**About this task:** Begin at the line below that has "filename src/features/mod.rs" and stop after the line that has "pub use chill::*;". Please restate only those lines, word for word.

**Listed entries:**
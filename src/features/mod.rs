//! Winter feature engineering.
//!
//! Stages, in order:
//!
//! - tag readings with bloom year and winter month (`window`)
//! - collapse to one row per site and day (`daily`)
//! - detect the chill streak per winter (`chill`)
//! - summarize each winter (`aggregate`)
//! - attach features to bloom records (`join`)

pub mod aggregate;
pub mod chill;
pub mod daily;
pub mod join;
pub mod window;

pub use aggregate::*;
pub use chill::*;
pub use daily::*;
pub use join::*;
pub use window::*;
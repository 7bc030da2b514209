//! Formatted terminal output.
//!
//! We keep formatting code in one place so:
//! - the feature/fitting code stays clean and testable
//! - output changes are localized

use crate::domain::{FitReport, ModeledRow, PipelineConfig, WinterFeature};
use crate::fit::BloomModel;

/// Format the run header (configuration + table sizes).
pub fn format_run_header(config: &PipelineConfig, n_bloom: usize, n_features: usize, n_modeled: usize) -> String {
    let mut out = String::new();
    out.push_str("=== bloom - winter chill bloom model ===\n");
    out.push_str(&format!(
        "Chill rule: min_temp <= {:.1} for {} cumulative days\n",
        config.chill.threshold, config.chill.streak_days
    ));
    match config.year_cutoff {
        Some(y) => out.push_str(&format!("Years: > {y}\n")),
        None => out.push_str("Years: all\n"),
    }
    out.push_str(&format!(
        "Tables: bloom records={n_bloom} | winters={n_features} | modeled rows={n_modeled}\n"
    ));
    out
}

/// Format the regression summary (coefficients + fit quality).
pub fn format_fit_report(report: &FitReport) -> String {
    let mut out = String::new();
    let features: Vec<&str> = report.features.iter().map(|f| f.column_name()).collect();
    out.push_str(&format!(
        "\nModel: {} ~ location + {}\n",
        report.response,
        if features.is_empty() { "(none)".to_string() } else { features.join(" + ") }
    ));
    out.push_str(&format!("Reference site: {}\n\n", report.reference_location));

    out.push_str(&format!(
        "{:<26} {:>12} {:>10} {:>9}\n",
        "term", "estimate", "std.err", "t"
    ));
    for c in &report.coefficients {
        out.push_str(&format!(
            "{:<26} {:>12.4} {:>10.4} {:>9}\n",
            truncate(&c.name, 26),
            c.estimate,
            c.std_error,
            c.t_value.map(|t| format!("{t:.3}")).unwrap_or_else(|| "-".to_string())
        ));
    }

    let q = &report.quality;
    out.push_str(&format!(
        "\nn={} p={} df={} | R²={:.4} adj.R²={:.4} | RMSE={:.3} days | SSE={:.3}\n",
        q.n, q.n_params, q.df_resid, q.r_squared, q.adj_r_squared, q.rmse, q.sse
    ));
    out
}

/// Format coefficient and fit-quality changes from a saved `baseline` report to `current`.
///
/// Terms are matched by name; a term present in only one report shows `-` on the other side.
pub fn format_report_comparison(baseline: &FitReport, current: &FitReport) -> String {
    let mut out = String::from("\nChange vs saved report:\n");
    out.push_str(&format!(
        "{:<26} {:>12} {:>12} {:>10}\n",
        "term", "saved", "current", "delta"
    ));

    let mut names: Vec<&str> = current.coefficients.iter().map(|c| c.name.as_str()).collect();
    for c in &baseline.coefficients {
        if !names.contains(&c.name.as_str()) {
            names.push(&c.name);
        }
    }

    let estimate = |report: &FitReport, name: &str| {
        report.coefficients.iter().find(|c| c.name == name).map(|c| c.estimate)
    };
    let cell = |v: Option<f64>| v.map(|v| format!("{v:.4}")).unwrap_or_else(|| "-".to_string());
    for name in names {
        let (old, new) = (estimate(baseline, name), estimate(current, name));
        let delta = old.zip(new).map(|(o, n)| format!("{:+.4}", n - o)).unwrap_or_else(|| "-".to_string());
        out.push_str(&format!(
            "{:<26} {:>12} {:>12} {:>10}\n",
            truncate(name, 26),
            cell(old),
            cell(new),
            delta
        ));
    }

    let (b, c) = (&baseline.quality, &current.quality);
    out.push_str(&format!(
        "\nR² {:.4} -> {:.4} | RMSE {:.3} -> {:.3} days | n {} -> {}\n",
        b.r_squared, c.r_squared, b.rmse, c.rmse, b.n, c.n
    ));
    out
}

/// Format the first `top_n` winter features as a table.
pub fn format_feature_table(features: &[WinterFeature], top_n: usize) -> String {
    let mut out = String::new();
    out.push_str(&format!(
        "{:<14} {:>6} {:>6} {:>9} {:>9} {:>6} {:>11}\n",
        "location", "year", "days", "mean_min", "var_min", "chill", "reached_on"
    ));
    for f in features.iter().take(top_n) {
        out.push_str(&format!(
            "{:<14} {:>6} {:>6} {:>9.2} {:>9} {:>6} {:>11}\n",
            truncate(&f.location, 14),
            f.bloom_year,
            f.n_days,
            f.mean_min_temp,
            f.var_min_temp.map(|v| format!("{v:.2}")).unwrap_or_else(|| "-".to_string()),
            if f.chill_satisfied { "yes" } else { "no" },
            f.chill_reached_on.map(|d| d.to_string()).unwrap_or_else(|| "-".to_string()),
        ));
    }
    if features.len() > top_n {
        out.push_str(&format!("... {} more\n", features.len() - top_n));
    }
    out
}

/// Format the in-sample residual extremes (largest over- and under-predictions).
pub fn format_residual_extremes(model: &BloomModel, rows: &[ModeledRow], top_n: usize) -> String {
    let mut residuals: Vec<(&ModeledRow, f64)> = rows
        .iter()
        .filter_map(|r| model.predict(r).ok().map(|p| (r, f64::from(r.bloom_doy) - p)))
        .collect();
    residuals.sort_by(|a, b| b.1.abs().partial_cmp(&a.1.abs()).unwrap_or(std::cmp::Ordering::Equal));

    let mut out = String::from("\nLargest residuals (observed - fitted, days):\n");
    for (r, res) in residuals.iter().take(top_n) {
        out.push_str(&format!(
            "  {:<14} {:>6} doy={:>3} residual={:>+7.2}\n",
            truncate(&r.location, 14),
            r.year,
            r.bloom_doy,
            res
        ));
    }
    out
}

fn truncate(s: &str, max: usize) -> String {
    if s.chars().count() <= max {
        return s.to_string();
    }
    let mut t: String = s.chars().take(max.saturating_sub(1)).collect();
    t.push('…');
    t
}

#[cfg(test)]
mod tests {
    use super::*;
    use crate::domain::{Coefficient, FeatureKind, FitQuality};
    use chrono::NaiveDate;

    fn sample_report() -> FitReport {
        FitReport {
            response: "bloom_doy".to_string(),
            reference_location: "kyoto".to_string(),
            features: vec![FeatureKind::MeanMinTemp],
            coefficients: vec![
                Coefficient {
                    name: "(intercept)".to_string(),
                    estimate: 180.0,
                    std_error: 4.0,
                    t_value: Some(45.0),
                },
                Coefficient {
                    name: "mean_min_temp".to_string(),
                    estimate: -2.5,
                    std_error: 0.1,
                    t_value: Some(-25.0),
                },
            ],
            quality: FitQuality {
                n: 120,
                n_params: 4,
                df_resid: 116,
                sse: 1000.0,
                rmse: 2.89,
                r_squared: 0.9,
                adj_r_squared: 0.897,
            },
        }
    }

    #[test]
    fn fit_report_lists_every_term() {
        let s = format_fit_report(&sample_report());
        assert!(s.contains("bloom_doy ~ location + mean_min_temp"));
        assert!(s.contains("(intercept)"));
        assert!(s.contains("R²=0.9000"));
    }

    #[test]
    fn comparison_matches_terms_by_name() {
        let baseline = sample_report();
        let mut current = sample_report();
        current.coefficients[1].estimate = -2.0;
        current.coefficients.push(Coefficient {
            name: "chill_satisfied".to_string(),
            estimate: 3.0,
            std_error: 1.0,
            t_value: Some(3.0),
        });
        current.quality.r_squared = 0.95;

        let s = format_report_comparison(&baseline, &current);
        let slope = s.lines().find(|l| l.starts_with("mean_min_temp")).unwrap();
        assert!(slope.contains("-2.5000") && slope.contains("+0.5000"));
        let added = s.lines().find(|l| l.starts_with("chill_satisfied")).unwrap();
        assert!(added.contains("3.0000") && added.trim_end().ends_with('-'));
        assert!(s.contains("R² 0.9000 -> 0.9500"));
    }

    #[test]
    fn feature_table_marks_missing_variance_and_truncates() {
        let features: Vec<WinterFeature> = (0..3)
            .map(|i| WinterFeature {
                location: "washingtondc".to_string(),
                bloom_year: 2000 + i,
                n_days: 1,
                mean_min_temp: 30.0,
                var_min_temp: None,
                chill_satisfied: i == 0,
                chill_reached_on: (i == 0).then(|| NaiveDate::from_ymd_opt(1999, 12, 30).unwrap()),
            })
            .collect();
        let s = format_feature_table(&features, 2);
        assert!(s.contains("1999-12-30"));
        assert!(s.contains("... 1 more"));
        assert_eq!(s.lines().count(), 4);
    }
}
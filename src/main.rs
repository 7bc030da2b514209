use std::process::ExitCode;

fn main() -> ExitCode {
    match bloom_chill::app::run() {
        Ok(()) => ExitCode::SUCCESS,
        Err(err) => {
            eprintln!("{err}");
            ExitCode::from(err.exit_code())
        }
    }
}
...
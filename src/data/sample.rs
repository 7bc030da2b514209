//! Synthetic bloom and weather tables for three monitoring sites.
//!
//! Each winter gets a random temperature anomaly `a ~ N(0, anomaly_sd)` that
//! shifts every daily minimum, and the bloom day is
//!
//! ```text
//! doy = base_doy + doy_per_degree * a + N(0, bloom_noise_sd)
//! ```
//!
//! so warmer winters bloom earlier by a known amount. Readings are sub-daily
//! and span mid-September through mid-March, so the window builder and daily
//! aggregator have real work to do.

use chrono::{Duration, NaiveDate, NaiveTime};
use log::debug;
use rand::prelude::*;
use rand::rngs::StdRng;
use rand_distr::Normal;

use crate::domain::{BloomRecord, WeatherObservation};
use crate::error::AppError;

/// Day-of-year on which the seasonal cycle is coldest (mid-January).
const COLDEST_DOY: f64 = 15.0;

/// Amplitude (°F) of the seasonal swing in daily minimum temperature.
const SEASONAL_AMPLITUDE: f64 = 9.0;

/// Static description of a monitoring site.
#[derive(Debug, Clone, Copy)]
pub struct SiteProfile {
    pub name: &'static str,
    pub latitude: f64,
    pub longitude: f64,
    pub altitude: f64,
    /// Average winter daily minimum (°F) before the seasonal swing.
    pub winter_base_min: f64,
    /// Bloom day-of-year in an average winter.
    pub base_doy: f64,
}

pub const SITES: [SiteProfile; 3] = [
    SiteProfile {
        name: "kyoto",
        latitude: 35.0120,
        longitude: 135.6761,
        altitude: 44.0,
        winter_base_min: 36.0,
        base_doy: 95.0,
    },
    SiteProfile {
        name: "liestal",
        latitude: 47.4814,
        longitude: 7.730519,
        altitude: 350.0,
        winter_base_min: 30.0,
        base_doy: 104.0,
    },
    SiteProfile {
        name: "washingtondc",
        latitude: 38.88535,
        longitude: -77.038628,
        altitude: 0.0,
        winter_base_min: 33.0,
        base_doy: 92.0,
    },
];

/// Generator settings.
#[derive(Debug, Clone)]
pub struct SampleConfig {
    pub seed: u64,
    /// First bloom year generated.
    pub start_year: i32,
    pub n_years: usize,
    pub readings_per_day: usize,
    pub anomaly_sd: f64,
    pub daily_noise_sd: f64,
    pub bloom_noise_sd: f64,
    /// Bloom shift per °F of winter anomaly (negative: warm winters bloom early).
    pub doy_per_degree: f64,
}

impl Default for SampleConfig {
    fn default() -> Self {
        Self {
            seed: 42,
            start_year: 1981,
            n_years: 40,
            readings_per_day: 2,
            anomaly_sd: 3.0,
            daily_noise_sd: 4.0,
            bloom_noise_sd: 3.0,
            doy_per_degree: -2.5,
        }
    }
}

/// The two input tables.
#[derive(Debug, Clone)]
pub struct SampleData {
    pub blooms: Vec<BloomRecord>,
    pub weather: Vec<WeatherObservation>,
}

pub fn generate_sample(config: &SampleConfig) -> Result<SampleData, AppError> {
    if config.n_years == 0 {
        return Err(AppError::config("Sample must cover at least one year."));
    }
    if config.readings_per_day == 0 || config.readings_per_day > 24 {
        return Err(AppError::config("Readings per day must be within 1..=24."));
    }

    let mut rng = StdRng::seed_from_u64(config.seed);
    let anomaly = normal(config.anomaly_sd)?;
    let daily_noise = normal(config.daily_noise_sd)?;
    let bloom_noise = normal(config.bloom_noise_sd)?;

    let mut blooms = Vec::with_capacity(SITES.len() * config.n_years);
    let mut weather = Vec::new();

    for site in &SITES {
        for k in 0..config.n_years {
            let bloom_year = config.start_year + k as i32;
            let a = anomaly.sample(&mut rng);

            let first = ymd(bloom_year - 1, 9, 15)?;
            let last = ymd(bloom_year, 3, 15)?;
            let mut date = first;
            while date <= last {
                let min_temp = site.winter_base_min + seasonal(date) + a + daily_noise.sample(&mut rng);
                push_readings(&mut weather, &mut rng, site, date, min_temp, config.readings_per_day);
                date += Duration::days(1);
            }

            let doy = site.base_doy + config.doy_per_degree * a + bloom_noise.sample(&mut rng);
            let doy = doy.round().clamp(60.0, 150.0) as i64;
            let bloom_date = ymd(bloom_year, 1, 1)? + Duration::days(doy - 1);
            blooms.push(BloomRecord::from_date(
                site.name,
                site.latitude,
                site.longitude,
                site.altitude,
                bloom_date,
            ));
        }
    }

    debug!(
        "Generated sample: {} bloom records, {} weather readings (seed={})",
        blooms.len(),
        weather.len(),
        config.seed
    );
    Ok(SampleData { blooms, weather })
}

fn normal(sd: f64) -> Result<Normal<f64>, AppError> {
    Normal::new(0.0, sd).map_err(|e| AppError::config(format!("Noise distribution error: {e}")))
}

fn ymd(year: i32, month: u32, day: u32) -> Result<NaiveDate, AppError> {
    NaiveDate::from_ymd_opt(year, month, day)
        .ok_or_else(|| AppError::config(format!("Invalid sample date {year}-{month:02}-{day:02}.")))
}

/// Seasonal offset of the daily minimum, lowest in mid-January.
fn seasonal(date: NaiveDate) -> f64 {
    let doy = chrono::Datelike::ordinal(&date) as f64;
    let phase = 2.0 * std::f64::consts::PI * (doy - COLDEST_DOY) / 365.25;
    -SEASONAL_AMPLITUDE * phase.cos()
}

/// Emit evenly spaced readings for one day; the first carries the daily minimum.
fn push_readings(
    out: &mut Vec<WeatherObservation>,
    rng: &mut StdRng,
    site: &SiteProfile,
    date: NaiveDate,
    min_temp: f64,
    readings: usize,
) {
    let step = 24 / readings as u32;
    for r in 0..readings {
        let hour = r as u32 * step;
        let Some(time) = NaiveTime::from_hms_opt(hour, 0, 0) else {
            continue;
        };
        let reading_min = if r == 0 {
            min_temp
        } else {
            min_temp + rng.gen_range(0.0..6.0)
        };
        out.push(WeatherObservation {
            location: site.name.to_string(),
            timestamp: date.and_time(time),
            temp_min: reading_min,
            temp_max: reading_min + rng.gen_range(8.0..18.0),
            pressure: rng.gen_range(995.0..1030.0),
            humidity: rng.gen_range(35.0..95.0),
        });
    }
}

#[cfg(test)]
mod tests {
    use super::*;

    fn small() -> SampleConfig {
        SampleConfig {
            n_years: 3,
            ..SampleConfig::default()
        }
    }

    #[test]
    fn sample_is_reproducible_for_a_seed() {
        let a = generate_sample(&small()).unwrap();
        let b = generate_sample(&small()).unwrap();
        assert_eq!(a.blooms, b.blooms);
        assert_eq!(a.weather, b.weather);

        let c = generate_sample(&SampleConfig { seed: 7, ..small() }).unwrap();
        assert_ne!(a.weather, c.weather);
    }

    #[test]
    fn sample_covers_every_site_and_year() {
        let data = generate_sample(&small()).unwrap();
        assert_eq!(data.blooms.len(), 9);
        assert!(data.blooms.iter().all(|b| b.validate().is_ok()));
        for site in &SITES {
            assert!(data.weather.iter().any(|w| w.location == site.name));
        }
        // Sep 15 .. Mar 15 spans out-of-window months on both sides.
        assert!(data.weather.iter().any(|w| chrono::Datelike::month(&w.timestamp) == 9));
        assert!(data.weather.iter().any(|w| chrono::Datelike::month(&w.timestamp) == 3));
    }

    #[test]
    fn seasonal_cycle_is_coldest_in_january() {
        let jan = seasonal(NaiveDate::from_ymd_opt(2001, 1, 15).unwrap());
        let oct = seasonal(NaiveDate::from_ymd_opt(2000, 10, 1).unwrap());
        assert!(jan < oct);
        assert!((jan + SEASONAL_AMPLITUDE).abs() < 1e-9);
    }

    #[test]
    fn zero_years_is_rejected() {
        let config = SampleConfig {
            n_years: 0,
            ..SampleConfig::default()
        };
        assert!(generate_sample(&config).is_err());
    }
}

**Response:**
filename src/features/mod.rs
//! Winter feature engineering.
//!
//! Stages, in order:
//!
//! - tag readings with bloom year and winter month (`window`)
//! - collapse to one row per site and day (`daily`)
//! - detect the chill streak per winter (`chill`)
//! - summarize each winter (`aggregate`)
//! - attach features to bloom records (`join`)

pub mod aggregate;
pub mod chill;
pub mod daily;
pub mod join;
pub mod window;

pub use aggregate::*;
pub use chill::*;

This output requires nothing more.